I’m fortunate. I’m lucky in the extreme, in many ways. One of those ways is the fact that I exist at all. My existence in the first place was improbable—my conception was a wildly unlikely event. And, given everything else going on at the time, there was no guarantee my mother would want to give birth to me. Yet my mom has told me many times that she feels blessed to have had me. I feel blessed in turn.
“Ah ha, Henry must be anti-abortion!” You say.
No, the opposite.
I was born because my mom wanted to keep me. I was born in a world where she had a choice, unconstrained by legality or safety, about whether or not I would be born. I was raised by a mother who was able to look at her life, at her family, and say “yes, I want to bring another child to this, and I am ready to love and provide for that child.”

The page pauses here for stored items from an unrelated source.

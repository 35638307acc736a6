//! Config file discovery and loading.
//!
//! An explicit path (`--config` / `SPOA_AUTH_CONFIG`) is used as is.
//! Otherwise the first existing file wins, in order:
//! 1. `./spoa-auth.toml`, `./spoa-auth.yaml`, `./spoa-auth.yml`, `./config.yaml`
//! 2. `~/.config/spoa-auth/config.toml` (platform config dir)

use std::path::{Path, PathBuf};

use crate::error::{ConfigError, Result};
use crate::secrets::SecretSource;
use crate::types::SpoaAuthConfig;

/// Application name for config directory resolution.
const APP_NAME: &str = "spoa-auth";

/// Config filenames searched in the working directory.
const LOCAL_CONFIG_FILES: [&str; 4] = [
    "spoa-auth.toml",
    "spoa-auth.yaml",
    "spoa-auth.yml",
    "config.yaml",
];

/// Config filename within the user config directory.
const USER_CONFIG_FILE: &str = "config.toml";

/// A loaded configuration and where it came from.
#[derive(Debug, Clone)]
pub struct LoadedConfig {
    pub config: SpoaAuthConfig,
    pub source: PathBuf,
    /// Non-fatal findings, such as plaintext secrets.
    pub warnings: Vec<String>,
}

/// Load from `explicit`, or discover a config file in the default locations.
pub fn load_config(explicit: Option<&Path>) -> Result<LoadedConfig> {
    match explicit {
        Some(path) => load_from(path),
        None => discover(&default_search_paths()),
    }
}

/// Default candidate paths, in order of preference.
pub fn default_search_paths() -> Vec<PathBuf> {
    let mut paths: Vec<PathBuf> = LOCAL_CONFIG_FILES.iter().map(PathBuf::from).collect();
    if let Some(dir) = user_config_dir() {
        paths.push(dir.join(USER_CONFIG_FILE));
    }
    paths
}

/// Platform config directory for spoa-auth.
pub fn user_config_dir() -> Option<PathBuf> {
    dirs::config_dir().map(|d| d.join(APP_NAME))
}

/// Load the first existing file among `candidates`.
pub fn discover(candidates: &[PathBuf]) -> Result<LoadedConfig> {
    match candidates.iter().find(|p| p.is_file()) {
        Some(path) => load_from(path),
        None => Err(ConfigError::NotFound {
            searched: candidates
                .iter()
                .map(|p| p.display().to_string())
                .collect::<Vec<_>>()
                .join(", "),
        }),
    }
}

fn load_from(path: &Path) -> Result<LoadedConfig> {
    let config = load_config_file(path)?;
    let mut warnings = plaintext_secret_warnings(&config);
    if config.server.log_level.is_some() {
        warnings.push("server.log_level is deprecated; set log_level under [logging]".to_string());
    }
    Ok(LoadedConfig {
        config,
        source: path.to_path_buf(),
        warnings,
    })
}

/// Parse one file; `.yaml`/`.yml` as YAML, anything else as TOML.
pub fn load_config_file(path: &Path) -> Result<SpoaAuthConfig> {
    let contents = std::fs::read_to_string(path).map_err(|e| ConfigError::ReadFile {
        path: path.display().to_string(),
        source: e,
    })?;
    match path.extension().and_then(|e| e.to_str()) {
        Some("yaml") | Some("yml") => SpoaAuthConfig::from_yaml(&contents),
        _ => SpoaAuthConfig::from_toml(&contents),
    }
}

fn plaintext_secret_warnings(config: &SpoaAuthConfig) -> Vec<String> {
    let mut warnings = Vec::new();
    let mut check = |field: &str, secret: crate::Result<crate::ResolvedSecret>| {
        if let Ok(secret) = secret
            && secret.source == SecretSource::ConfigFile
        {
            warnings.push(format!(
                "{} is stored in plaintext; prefer {}_env",
                field, field
            ));
        }
    };
    if let Some(oidc) = &config.oidc {
        check("oidc.client_secret", oidc.client_secret());
        check("oidc.signature_secret", oidc.signature_secret());
        check("oidc.encryption_secret", oidc.encryption_secret());
    }
    if let Some(ldap) = &config.ldap {
        check("ldap.password", ldap.password());
    }
    warnings
}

I am lucky, I am blessed, because my mother was able to make that choice. In many ways, my life feels more meaningful because my mother had other options and chose me. I was never unwanted. I wasn’t a burden. I was chosen.
I want others to be chosen too.
But being chosen requires that it be a choice. That choice matters. Preserving the ability to choose matters. ‘Yes’ is an empty word when you can’t say ‘no.’
Taking away someone’s ability to say ‘no’ doesn’t mean they’ll say ‘yes.’ It means you don’t care what they think or feel. You might as well just tape their mouth shut.
And it’s dishonest to look at this issue on its own. Abortion access may be legislated separately, but the arguments about abortion and restricting access to it are deeply entwined with other political messages. They coexist with other narratives, and other goals.
The political party that would restrict abortion access also votes to cut funding for public health care. In Mississippi, anti-abortion legislation is passed even while support for future parents is not. And politicians arguing against abortions often also vote against funding programs that support poorer people, or expanding that support to prevent poverty in the first place.
Here in America, many of these arguments come back around to personal responsibility. Individuals are to blame, by the logic of personal responsibility, for all of their success or failure. And many anti-abortion politicians support measures that push this narrative. They sell the idea that they’re empowering the individual to plot their own course or stand up for themself.
Unless you’re pregnant.*
Raising a child in our society is extremely expensive. Giving birth is more dangerous here than in many other countries, on top of being pricey. Quality medical care is not reliably available to everyone, and where it is available it’s still costly.
Choosing not to raise a child under those circumstances is a responsible decision. Choosing to raise only the number of children you can afford to raise is a responsible decision. Choosing not to take the medical risk of bearing a child is a responsible decision.
I am lucky because my mother knew that she could provide for me. She knew that having me wouldn’t be the straw that broke the family’s back. She could make the choice to have me without being irresponsible.
But politicians who love personal responsibility would prevent people from making responsible choices. Because if someone is pregnant, then these politicians know best. They know the government should strip away that vaunted individual choice, they know the government should disempower pregnant people in their own personal lives.
I firmly believe that people should be allowed to not get abortions if they don’t want them, or if they feel abortions are morally unacceptable. They can choose to never have an abortion. They can make many personal choices, for themselves, as they see fit.
But they can’t make those same personal choices for others. They must not gnaw away at other people’s access to health care. It’s unacceptable to force anyone but yourself to carry a fetus to term.
There’s far more to say here: about political narratives, religion, extremism, and broken systems… but I’ll leave it at this for now.
Being chosen was a blessing. Let other people choose for themselves.
*In fact, this message of “empowering individuals” comes with far more caveats. It’s not just about being pregnant: when you look at larger patterns it also often matters whether you’re white, rich, male, straight, etc.